Sax wandered slowly around the amphitheater, stepping on rocks, inspecting the mosses, the sedges, the grasses, and every single individual tree. The gnarly little things were twisted as if cultivated by deranged bonsai gardeners. “Oh how nice,” he said out loud more than once, inspecting a branch or a trunk, or a pattern of laminate bark, peeling away like phyllo dough. “Oh how nice. Oh for some moles. Some moles and voles, and marmots and minxes and foxes.”
But the CO2 in the atmosphere was still nearly thirty percent of the air, perhaps fifty millibars all by itself. All mammals would die very quickly in such air. This was why he had always resisted the two-stage terraforming model, which called for a massive CO2 buildup to precede anything else. As if warming the planet were the only goal! But warming was not the goal. Animals on the surface was the goal. This was not only a good in itself, but good also for the plants, many of which needed animals. Most of these fellfield plants propagated on their own, of course, and there were some altered insects that Biotique had released, out there bumbling around in stubborn insect survivalist mode, half alive and only just managing their work of pollination. But there were many other symbiotic ecological functions that needed animals, like the soil aeration accomplished by moles and voles, or the spread of seeds by birds, and without them plants could not thrive, and some would not live at all. No, they needed to reduce the CO2 in the air, probably right back to the ten millibars it had been when they arrived, when it had been the only air there was. Which was why the plan his colleagues had mentioned, to melt the regolith with an aerial lens, was so troubling. It would only increase their problem.

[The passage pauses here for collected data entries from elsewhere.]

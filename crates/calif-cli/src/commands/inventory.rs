use calif_engine::InventoryEntry;
use calif_engine::scanner::inventory;
use serde::Serialize;

use crate::cli::GlobalFlags;
use crate::cli::root_commands::InventoryArgs;
use crate::context::{AppContext, Roots};
use crate::output::output;
use crate::progress::Progress;

#[derive(Debug, Serialize)]
struct InventoryResponse {
    group: String,
    task: Option<String>,
    entries: Vec<InventoryEntry>,
    count: usize,
}

/// Handle `calif inventory`.
pub fn handle(args: &InventoryArgs, ctx: &AppContext, flags: &GlobalFlags) -> anyhow::Result<()> {
    let layout = ctx.layout(Roots::Submissions)?;
    let progress = Progress::spinner(&format!("scanning {}", args.group));
    let entries = inventory(layout, &args.group, args.task.as_deref());
    progress.finish(&entries, "scan failed");

    let entries = entries?;
    let count = entries.len();
    output(
        &InventoryResponse {
            group: args.group.clone(),
            task: args.task.clone(),
            entries,
            count,
        },
        flags.format,
    )
}
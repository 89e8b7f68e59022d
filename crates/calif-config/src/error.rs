//! Configuration error types.

use thiserror::Error;

#[derive(Debug, Error)]
pub enum ConfigError {
    /// Figment extraction or merge error.
    #[error("Configuration error: {0}")]
    Figment(#[from] figment::Error),

    /// A required configuration value is empty.
    #[error("Configuration value '{field}' is not set (use {hint})")]
    NotConfigured { field: String, hint: String },

    /// A configuration field has an invalid value.
    #[error("Invalid configuration value for '{field}': {reason}")]
    InvalidValue { field: String, reason: String },
}

//! Team file persistence and reconciliation.

use std::fs;
use std::io::ErrorKind;
use std::path::{Path, PathBuf};

use calif_core::TeamMapping;
use calif_core::naming::DEFAULT_TEAM_ID;
use serde::Deserialize;

use crate::error::EngineError;
use crate::fsutil::atomic_write_json;
use crate::layout::GradingLayout;

/// Reads and writes `<grading_root>/Equipos/<group>.json`.
#[derive(Debug, Clone)]
pub struct TeamRegistry {
    layout: GradingLayout,
}

impl TeamRegistry {
    pub const fn new(layout: GradingLayout) -> Self {
        Self { layout }
    }

    #[must_use]
    pub fn file_path(&self, group: &str) -> PathBuf {
        self.layout.team_file(group)
    }

    #[must_use]
    pub fn exists(&self, group: &str) -> bool {
        self.file_path(group).is_file()
    }

    /// Current mapping of `group`.
    ///
    /// A missing file yields an empty mapping. An unreadable or corrupt file
    /// is logged and treated the same way; it is replaced on the next write.
    #[must_use]
    pub fn load(&self, group: &str) -> TeamMapping {
        let path = self.file_path(group);
        match read_mapping(&path, group) {
            Ok(Some(mapping)) => mapping,
            Ok(None) => TeamMapping::empty(group),
            Err(reason) => {
                tracing::warn!(path = %path.display(), %reason, "teams: ignoring unreadable team file");
                TeamMapping::empty(group)
            }
        }
    }

    /// Like [`Self::load`], but a missing file is an error.
    ///
    /// # Errors
    ///
    /// [`EngineError::TeamFileMissing`] when the group was never synced.
    pub fn load_existing(&self, group: &str) -> Result<TeamMapping, EngineError> {
        if self.exists(group) {
            Ok(self.load(group))
        } else {
            Err(EngineError::TeamFileMissing(self.file_path(group)))
        }
    }

    /// Persist `mapping` atomically, students sorted by name.
    ///
    /// # Errors
    ///
    /// Returns [`EngineError`] when the file cannot be written.
    pub fn save(&self, mapping: &TeamMapping) -> Result<(), EngineError> {
        let mut mapping = mapping.clone();
        mapping.students.sort_by(|a, b| a.name.cmp(&b.name));
        atomic_write_json(&self.file_path(&mapping.group), &mapping)
    }

    /// Add unseen `students` with the default team, record the mode, and
    /// persist.
    ///
    /// Existing assignments are never changed. Running it twice with the same
    /// inputs leaves the file unchanged.
    ///
    /// # Errors
    ///
    /// Returns [`EngineError`] when the file cannot be written.
    pub fn reconcile<'a>(
        &self,
        group: &str,
        students: impl IntoIterator<Item = &'a str>,
        individual: bool,
    ) -> Result<TeamMapping, EngineError> {
        let mut mapping = self.load(group);
        let added = reconcile_mapping(&mut mapping, students, individual);
        if added > 0 {
            tracing::info!(group, added, "teams: new students assigned to the default team");
        }
        self.save(&mapping)?;
        Ok(mapping)
    }

    /// Set one student's team and persist.
    ///
    /// # Errors
    ///
    /// Returns [`EngineError`] when the file cannot be written.
    pub fn assign(
        &self,
        group: &str,
        student: &str,
        team_id: u32,
    ) -> Result<TeamMapping, EngineError> {
        let mut mapping = self.load(group);
        mapping.assign(student, team_id);
        self.save(&mapping)?;
        Ok(mapping)
    }
}

/// In-memory reconciliation; returns how many students were added.
pub fn reconcile_mapping<'a>(
    mapping: &mut TeamMapping,
    students: impl IntoIterator<Item = &'a str>,
    individual: bool,
) -> usize {
    let mut added = 0;
    for student in students {
        if !mapping.contains(student) {
            let team_id = mapping.default_team_id;
            mapping.assign(student, team_id);
            added += 1;
        }
    }
    mapping.individual = individual;
    added
}

// ---------------------------------------------------------------------------
// Lenient on-disk shape
// ---------------------------------------------------------------------------

#[derive(Debug, Deserialize)]
struct StoredTeamFile {
    #[serde(default)]
    individual: bool,
    #[serde(default)]
    default_team_id: Option<u32>,
    #[serde(default)]
    students: Vec<StoredMember>,
}

#[derive(Debug, Deserialize)]
struct StoredMember {
    #[serde(default)]
    name: Option<String>,
    #[serde(default)]
    team_id: Option<u32>,
}

fn read_mapping(path: &Path, group: &str) -> Result<Option<TeamMapping>, String> {
    let raw = match fs::read_to_string(path) {
        Ok(raw) => raw,
        Err(error) if error.kind() == ErrorKind::NotFound => return Ok(None),
        Err(error) => return Err(error.to_string()),
    };
    let stored: StoredTeamFile = serde_json::from_str(&raw).map_err(|e| e.to_string())?;

    let mut mapping = TeamMapping::empty(group);
    mapping.individual = stored.individual;
    mapping.default_team_id = stored.default_team_id.unwrap_or(DEFAULT_TEAM_ID);

    for member in stored.students {
        let Some(name) = member.name.filter(|name| !name.trim().is_empty()) else {
            continue;
        };
        mapping.assign(&name, member.team_id.unwrap_or(mapping.default_team_id));
    }
    Ok(Some(mapping))
}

Meanwhile, this unexpected beauty. Hours passed as he inspected specimens one by one, admiring in particular the spiraling trunk and branches, the flaking bark and sprays of needles, of one little lodgepole pine— like a piece of flamboyant sculpture, really. And he was down on his knees, with his face in a sedge and his butt in the air, when Phyllis and Claire and a whole group came trooping down into the meadow, laughing at him and trampling carelessly on the living grass.